> **TASK DETAILS**: Copy, from the entries below, each line where the word "losing" can be found.

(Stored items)
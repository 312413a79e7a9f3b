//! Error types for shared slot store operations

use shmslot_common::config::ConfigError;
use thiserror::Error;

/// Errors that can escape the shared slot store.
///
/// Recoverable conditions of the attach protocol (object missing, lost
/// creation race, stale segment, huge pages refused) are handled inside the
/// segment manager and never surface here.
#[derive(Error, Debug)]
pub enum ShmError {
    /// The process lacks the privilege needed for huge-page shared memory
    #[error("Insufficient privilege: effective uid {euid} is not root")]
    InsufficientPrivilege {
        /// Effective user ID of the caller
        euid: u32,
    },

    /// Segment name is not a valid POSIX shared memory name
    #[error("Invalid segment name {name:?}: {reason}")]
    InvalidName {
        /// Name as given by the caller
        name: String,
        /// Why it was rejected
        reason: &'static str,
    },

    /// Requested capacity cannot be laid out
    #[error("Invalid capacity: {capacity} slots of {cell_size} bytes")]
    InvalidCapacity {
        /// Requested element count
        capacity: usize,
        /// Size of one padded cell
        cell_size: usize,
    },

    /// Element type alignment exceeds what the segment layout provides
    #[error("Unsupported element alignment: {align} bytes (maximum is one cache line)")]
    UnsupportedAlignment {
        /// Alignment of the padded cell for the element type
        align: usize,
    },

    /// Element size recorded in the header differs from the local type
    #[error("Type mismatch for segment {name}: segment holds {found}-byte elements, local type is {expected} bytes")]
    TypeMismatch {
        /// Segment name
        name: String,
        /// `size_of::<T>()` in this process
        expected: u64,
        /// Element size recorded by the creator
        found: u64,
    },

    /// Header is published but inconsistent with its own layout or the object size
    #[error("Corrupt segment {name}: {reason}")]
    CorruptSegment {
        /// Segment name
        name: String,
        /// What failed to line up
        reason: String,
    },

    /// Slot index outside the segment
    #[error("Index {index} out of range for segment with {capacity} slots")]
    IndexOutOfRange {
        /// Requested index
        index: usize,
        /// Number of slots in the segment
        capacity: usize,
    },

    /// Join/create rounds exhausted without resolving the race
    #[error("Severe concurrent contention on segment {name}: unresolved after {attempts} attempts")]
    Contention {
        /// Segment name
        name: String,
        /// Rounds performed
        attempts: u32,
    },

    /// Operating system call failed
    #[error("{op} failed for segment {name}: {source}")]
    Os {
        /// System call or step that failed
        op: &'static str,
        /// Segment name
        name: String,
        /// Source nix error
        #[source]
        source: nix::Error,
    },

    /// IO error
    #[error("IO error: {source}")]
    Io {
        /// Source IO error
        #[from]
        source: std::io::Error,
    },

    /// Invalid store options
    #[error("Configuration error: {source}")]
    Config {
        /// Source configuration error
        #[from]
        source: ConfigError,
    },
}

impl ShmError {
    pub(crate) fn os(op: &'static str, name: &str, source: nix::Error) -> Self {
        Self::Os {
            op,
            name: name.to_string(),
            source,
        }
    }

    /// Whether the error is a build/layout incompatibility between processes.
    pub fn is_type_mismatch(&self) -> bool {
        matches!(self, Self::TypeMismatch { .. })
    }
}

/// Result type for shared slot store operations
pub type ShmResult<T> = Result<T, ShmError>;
* * *
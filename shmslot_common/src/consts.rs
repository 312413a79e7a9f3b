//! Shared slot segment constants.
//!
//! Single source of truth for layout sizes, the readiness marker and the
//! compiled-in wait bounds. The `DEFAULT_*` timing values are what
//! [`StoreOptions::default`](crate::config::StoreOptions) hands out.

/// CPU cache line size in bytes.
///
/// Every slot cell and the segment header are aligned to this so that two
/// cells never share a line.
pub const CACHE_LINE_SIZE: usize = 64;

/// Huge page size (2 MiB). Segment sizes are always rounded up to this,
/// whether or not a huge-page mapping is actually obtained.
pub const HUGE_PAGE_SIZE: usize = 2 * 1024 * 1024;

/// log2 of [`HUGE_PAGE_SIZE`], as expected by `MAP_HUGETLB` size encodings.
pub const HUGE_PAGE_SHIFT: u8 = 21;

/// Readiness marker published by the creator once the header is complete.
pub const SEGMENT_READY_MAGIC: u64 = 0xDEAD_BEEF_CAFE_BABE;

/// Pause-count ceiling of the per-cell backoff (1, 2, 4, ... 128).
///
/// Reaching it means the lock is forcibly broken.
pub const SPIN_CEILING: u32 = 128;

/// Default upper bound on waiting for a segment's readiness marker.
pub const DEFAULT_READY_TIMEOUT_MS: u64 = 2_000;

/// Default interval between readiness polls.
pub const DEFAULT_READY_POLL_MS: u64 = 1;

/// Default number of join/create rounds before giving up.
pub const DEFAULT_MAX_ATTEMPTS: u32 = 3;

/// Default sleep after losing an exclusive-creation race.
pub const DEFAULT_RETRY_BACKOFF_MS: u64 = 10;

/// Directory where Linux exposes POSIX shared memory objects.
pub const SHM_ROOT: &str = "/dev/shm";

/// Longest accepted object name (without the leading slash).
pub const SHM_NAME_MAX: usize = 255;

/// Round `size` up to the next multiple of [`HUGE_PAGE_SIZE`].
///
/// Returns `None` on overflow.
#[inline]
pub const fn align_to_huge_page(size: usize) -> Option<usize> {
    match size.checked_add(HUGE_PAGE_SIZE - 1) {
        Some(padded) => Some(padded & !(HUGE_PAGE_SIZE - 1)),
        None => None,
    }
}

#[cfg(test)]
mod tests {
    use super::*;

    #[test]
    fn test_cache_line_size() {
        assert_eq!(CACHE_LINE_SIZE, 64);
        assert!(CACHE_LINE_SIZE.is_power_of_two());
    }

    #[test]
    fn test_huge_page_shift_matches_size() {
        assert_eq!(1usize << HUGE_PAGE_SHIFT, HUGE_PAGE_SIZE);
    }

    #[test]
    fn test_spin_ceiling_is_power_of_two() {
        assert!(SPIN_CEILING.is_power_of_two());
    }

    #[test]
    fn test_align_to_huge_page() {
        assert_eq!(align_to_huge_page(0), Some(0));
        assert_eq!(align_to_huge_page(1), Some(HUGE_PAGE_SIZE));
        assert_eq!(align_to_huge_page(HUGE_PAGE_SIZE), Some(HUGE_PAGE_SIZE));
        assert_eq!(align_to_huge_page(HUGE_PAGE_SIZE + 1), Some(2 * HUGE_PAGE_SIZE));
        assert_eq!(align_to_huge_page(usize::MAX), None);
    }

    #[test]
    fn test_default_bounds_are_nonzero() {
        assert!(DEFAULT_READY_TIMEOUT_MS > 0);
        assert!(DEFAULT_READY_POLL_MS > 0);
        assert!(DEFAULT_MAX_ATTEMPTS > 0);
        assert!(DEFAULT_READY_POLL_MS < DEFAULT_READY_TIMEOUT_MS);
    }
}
==
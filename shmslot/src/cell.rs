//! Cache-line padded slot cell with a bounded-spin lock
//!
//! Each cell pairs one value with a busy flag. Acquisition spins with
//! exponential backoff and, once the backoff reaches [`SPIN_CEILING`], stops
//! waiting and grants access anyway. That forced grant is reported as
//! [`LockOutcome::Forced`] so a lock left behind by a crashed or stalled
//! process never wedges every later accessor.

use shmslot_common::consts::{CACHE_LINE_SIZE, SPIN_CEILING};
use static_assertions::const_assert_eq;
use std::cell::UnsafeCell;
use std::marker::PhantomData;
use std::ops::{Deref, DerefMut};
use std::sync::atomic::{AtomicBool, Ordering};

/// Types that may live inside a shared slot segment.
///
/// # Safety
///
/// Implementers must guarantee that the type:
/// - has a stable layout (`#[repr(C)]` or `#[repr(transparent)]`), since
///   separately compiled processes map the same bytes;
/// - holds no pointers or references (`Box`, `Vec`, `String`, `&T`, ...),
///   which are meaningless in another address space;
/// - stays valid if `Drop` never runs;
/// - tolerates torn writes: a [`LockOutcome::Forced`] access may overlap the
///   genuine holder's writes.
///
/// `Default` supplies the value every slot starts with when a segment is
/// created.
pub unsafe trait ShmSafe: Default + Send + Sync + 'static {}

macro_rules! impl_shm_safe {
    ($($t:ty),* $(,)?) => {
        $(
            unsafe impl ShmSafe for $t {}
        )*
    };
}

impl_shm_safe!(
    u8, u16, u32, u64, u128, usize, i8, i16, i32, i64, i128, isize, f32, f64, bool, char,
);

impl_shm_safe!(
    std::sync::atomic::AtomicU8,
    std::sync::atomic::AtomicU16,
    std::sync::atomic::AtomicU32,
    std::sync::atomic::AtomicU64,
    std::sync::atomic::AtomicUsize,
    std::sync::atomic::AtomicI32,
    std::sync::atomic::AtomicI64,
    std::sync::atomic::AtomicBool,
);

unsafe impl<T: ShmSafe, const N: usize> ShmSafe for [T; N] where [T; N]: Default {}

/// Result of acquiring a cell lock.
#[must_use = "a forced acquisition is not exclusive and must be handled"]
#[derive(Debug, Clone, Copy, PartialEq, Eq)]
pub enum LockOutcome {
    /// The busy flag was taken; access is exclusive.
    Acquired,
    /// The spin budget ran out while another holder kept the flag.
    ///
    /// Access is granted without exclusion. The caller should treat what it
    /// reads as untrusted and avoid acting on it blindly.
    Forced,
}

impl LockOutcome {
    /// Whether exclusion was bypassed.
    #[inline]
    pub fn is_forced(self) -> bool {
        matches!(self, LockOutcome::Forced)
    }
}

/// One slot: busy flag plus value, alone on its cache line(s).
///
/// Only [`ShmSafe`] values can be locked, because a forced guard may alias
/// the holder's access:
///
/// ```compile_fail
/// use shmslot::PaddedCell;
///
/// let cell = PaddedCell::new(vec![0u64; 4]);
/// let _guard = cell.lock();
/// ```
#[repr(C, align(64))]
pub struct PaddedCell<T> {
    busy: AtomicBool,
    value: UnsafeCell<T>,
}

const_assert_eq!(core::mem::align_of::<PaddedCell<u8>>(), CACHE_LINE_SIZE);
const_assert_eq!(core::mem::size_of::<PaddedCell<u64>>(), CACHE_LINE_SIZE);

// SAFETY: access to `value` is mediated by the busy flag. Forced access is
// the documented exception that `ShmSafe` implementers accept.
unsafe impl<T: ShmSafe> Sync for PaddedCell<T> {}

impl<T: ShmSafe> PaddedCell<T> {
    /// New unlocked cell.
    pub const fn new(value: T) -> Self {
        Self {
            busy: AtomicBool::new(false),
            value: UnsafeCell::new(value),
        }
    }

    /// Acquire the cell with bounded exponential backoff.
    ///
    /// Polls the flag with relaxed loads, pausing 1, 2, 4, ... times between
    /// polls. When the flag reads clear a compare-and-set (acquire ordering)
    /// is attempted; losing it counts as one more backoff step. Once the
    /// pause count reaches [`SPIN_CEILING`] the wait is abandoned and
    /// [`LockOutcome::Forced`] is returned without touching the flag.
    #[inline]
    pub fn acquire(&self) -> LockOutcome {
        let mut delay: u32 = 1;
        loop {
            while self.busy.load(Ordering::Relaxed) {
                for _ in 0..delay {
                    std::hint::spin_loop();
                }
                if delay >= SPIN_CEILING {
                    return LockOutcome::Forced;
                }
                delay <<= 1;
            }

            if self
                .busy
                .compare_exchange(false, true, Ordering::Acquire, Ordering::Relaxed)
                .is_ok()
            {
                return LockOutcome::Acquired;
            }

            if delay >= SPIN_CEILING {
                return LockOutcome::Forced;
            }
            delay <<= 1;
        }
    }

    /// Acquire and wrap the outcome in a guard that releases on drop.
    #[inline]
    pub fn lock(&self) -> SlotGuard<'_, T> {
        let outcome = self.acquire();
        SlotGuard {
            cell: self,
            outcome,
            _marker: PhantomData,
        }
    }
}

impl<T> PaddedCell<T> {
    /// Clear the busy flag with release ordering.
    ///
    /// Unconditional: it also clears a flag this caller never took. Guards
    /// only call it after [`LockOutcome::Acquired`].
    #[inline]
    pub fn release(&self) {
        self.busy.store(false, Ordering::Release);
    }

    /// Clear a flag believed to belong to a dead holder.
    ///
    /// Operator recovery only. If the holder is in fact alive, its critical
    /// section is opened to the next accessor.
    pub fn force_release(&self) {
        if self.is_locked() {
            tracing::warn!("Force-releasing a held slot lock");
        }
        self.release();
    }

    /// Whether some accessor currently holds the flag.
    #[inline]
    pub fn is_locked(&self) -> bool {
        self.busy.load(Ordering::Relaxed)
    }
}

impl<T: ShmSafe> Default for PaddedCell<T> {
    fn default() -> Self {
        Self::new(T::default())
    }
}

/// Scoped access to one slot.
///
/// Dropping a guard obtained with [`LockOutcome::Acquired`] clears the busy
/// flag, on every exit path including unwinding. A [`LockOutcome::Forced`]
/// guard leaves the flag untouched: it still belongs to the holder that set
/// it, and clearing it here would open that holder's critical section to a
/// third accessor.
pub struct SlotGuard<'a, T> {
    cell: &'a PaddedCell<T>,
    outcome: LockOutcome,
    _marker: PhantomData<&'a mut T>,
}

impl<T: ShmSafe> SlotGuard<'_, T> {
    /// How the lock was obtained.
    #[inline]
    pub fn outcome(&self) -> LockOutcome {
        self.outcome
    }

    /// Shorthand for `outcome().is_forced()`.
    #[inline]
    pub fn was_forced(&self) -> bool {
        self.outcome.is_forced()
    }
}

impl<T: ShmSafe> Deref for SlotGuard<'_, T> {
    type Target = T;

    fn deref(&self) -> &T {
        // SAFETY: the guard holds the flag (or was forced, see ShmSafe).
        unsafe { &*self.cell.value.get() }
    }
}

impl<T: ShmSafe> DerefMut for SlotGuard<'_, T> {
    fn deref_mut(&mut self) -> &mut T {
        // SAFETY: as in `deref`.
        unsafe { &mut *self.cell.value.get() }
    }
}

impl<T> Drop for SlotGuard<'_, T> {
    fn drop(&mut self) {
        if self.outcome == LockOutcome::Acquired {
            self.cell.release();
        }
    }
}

> **RESPONSE**:
/// Default sleep after losing an exclusive-creation race.
    /// is attempted; losing it counts as one more backoff step. Once the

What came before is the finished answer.